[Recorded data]
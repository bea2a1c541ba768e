//! Mesh resource manager.
//!
//! The `"Mesh"` implementation of [`ResourceManager`]: creates
//! [`MeshResource`] records whose `load` resolves a stream through the group
//! manager's archive layer and feeds it to the mesh serializer.

use std::cell::RefCell;
use std::rc::Rc;

use rustc_hash::FxHashMap;
use slotmap::{SlotMap, new_key_type};

use crate::errors::{RelicError, Result, fail};
use crate::group::ResourceGroupManager;
use crate::resources::buffer::BufferManager;
use crate::resources::mesh::Mesh;
use crate::resources::{Resource, ResourceManager, ResourceRef};
use crate::serializer::MeshSerializer;

new_key_type! {
    pub struct MeshHandle;
}

/// Meshes are created after skeletons (200) and materials (100) so their
/// dependencies resolve during ordered group loads.
pub const MESH_LOADING_ORDER: f32 = 300.0;

/// Registry of [`MeshResource`]s, keyed by handle with a name lookup.
pub struct MeshManager {
    buffers: Rc<dyn BufferManager>,
    meshes: SlotMap<MeshHandle, ResourceRef>,
    lookup: FxHashMap<String, MeshHandle>,
}

impl MeshManager {
    #[must_use]
    pub fn new(buffers: Rc<dyn BufferManager>) -> Self {
        Self {
            buffers,
            meshes: SlotMap::default(),
            lookup: FxHashMap::default(),
        }
    }

    #[must_use]
    pub fn get(&self, handle: MeshHandle) -> Option<ResourceRef> {
        self.meshes.get(handle).cloned()
    }

    #[must_use]
    pub fn get_by_name(&self, name: &str) -> Option<ResourceRef> {
        let handle = self.lookup.get(name)?;
        self.meshes.get(*handle).cloned()
    }

    #[must_use]
    pub fn handle_by_name(&self, name: &str) -> Option<MeshHandle> {
        self.lookup.get(name).copied()
    }

    #[must_use]
    pub fn len(&self) -> usize {
        self.meshes.len()
    }

    #[must_use]
    pub fn is_empty(&self) -> bool {
        self.meshes.is_empty()
    }
}

impl ResourceManager for MeshManager {
    fn resource_type(&self) -> &str {
        "Mesh"
    }

    fn loading_order(&self) -> f32 {
        MESH_LOADING_ORDER
    }

    fn create(&mut self, name: &str, group: &str) -> Result<ResourceRef> {
        if self.lookup.contains_key(name) {
            return fail(RelicError::DuplicateItem(format!(
                "mesh '{name}' already exists"
            )));
        }
        let resource: ResourceRef = Rc::new(RefCell::new(MeshResource {
            name: name.to_string(),
            group: group.to_string(),
            buffers: Rc::clone(&self.buffers),
            mesh: None,
        }));
        let handle = self.meshes.insert(Rc::clone(&resource));
        self.lookup.insert(name.to_string(), handle);
        log::debug!("MeshManager: created mesh resource '{name}' in group '{group}'");
        Ok(resource)
    }

    fn remove(&mut self, name: &str) -> Result<()> {
        let Some(handle) = self.lookup.remove(name) else {
            return fail(RelicError::ItemNotFound(format!(
                "mesh '{name}' not found in MeshManager"
            )));
        };
        if let Some(resource) = self.meshes.remove(handle) {
            resource.borrow_mut().unload();
        }
        log::debug!("MeshManager: removed mesh resource '{name}'");
        Ok(())
    }

    fn remove_all(&mut self) {
        for (_, resource) in &self.meshes {
            resource.borrow_mut().unload();
        }
        self.meshes.clear();
        self.lookup.clear();
    }
}

/// One mesh asset; the filename inside its group's locations is the resource
/// name itself.
pub struct MeshResource {
    name: String,
    group: String,
    buffers: Rc<dyn BufferManager>,
    mesh: Option<Mesh>,
}

impl MeshResource {
    #[must_use]
    pub fn mesh(&self) -> Option<&Mesh> {
        self.mesh.as_ref()
    }
}

impl Resource for MeshResource {
    fn name(&self) -> &str {
        &self.name
    }

    fn group(&self) -> &str {
        &self.group
    }

    fn resource_type(&self) -> &str {
        "Mesh"
    }

    fn is_loaded(&self) -> bool {
        self.mesh.is_some()
    }

    fn load(&mut self, groups: &ResourceGroupManager) -> Result<()> {
        if self.mesh.is_some() {
            return Ok(());
        }
        let mut stream = groups.open_resource(&self.name, &self.group)?;
        let serializer = MeshSerializer::new();
        let mesh = serializer.import(&self.name, &mut *stream, self.buffers.as_ref())?;
        self.mesh = Some(mesh);
        log::debug!("loaded mesh '{}'", self.name);
        Ok(())
    }

    fn unload(&mut self) {
        self.mesh = None;
    }

    fn as_any(&self) -> &dyn std::any::Any {
        self
    }
}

- Your assignment -
All lines from the one containing "self.meshes.clear();" through the last line of the data, both included, are to be retyped exactly, and no other line belongs in the answer.

- Problem solution -
        self.meshes.clear();
        self.lookup.clear();
    }
}

/// One mesh asset; the filename inside its group's locations is the resource
/// name itself.
pub struct MeshResource {
    name: String,
    group: String,
    buffers: Rc<dyn BufferManager>,
    mesh: Option<Mesh>,
}

impl MeshResource {
    #[must_use]
    pub fn mesh(&self) -> Option<&Mesh> {
        self.mesh.as_ref()
    }
}

impl Resource for MeshResource {
    fn name(&self) -> &str {
        &self.name
    }

    fn group(&self) -> &str {
        &self.group
    }

    fn resource_type(&self) -> &str {
        "Mesh"
    }

    fn is_loaded(&self) -> bool {
        self.mesh.is_some()
    }

    fn load(&mut self, groups: &ResourceGroupManager) -> Result<()> {
        if self.mesh.is_some() {
            return Ok(());
        }
        let mut stream = groups.open_resource(&self.name, &self.group)?;
        let serializer = MeshSerializer::new();
        let mesh = serializer.import(&self.name, &mut *stream, self.buffers.as_ref())?;
        self.mesh = Some(mesh);
        log::debug!("loaded mesh '{}'", self.name);
        Ok(())
    }

    fn unload(&mut self) {
        self.mesh = None;
    }

    fn as_any(&self) -> &dyn std::any::Any {
        self
    }
}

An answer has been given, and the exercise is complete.